REST API: InternalControlInterface:
Request: HTTP POST with JSON payload
{
 “Request”: “StartPredictor/StopPredictor”,
 “WeightFileLocation”: “/fdf/dsds/”
}
Response: HTTP 200 OK with JSON payload
{
 “Response”: “OK/Failed”
}

Appendix B

In the following, the executed performance tests are described. Duration of both experiment was 3 h.
Prediction inference tests:
  • The edge-node was booted.
  • A Docker image was built in the edge node, and a weight file was included into the image.
  • A Docker container was started based on the Docker image. A model was created based on the weight file.
  • A wget() loop was used for getting predictions (predictions for ~2.6 days; 62 hourly predictions). Each request consisted of 600 data points (~3 weeks of input data).
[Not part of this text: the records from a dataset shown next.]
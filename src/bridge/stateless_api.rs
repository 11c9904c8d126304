// In: src/bridge/stateless_api.rs

//! The five bridge operations as pure, stateless free functions.
//!
//! This is the sole public Rust API of the crate; the FFI layer is a thin
//! marshalling shim over these functions. Nothing here holds state between
//! calls, retains a caller's buffer, or lets a failure escape: the only
//! fallible operation is `decompress`, which can observe corrupt frames.

use log::{info, warn};

use crate::bridge::{codec, format};
use crate::bridge::health::HealthRecord;
use crate::clock;
use crate::config::{BridgeConfig, CodecKind};
use crate::error::BridgeError;
use crate::{LOG_TARGET, VERSION_STRING};

/// Returns the constant identity string for this bridge build.
pub fn version() -> &'static str {
    info!(target: LOG_TARGET, "Native bridge version requested");
    VERSION_STRING
}

/// Returns whether every compatibility precondition holds on this host.
///
/// Absence of compatibility is communicated via `false`, never via an error.
pub fn check_compatibility() -> bool {
    info!(target: LOG_TARGET, "Checking bridge compatibility");
    super::compat::check_all()
}

/// Serializes one health record into its fixed single-line wire form.
pub fn serialize_health(
    theta: f64,
    cpu_health: f64,
    memory_health: f64,
    thermal_health: f64,
) -> String {
    HealthRecord::new(theta, cpu_health, memory_health, thermal_health).to_wire()
}

/// Transforms a payload through the configured codec, returning a
/// self-describing frame.
///
/// This operation is total: it succeeds for every input, including the empty
/// one. If the selected codec's kernel reports a failure, the payload is
/// stored through the passthrough codec instead, so the caller always gets a
/// decodable frame back rather than an error.
pub fn compress(input: &[u8], config: &BridgeConfig) -> Vec<u8> {
    match codec::for_config(config).compress(input) {
        Ok(payload) => format::encode_frame(config.codec, payload),
        Err(err) => {
            warn!(
                target: LOG_TARGET,
                "codec {:?} failed ({}); storing payload uncompressed",
                config.codec,
                err
            );
            format::encode_frame(CodecKind::Passthrough, input.to_vec())
        }
    }
}

/// The inverse of `compress`. Reads the frame header to find the codec that
/// produced the payload and applies its decompression side.
pub fn decompress(input: &[u8]) -> Result<Vec<u8>, BridgeError> {
    let (kind, payload) = format::parse_frame(input)?;
    codec::for_kind(kind).decompress(payload)
}

/// Returns the process-wide monotonic nanosecond tick.
pub fn nano_time() -> u64 {
    clock::nano_time()
}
The loop slept 1 s after completion of a request.
  • Latencies were extracted into a file based on the terminal output.
Model switching tests:
  • The Edge-node was booted.
  • Predictor components (Figure 5) were deployed to the edge-node from Rancher’s service catalogue.
  • A loop was started, which transferred a new weight file to the edge-node once per minute (by utilising ExternalWeightFileService in Figure 5).
  • Another loop was started for requesting predictions (similar loop as step 4 in the prediction inference tests).
  • Latencies of both loops were extracted into a text file based on the terminal output.

Appendix C

HW capabilities of the nodes in the prototype system are presented in Table A1. Table A2 presents SW components, and the nodes utilised for execution.
Table
Table A1. HW capabilities of the nodes in terms of memory, CPU and GPU/CUDA cores.
Table A1. HW capabilities of the nodes in terms of memory, CPU and GPU/CUDA cores.
NodeMemory (GB)CPU (cores)GPU (CUDA Cores)
VM-node1 (Rancher)403x
VM-node2 (GPU)197 12 3584
Jetson Nano44128
RPi 444x
Table
Table A2. SW component versions and nodes, where the components were executed in.
Table A2. SW component versions and nodes, where the components were executed in.
SW ComponentVersionNode
Rancher2.4.7VM-node1
Kubernetes-k3s1.18.8Jetson Nano, RPi 4
Kubernetes-VM1.18.6VM-node1, VM-node2
Tensorflow1.14–1.15VM-node2, Jetson Nano, RPi4
Keras2.2.0VM-node2, Jetson Nano, RPi4

Appendix D

This appendix contains design, implementation and evaluation of the initial design phases of the architecture.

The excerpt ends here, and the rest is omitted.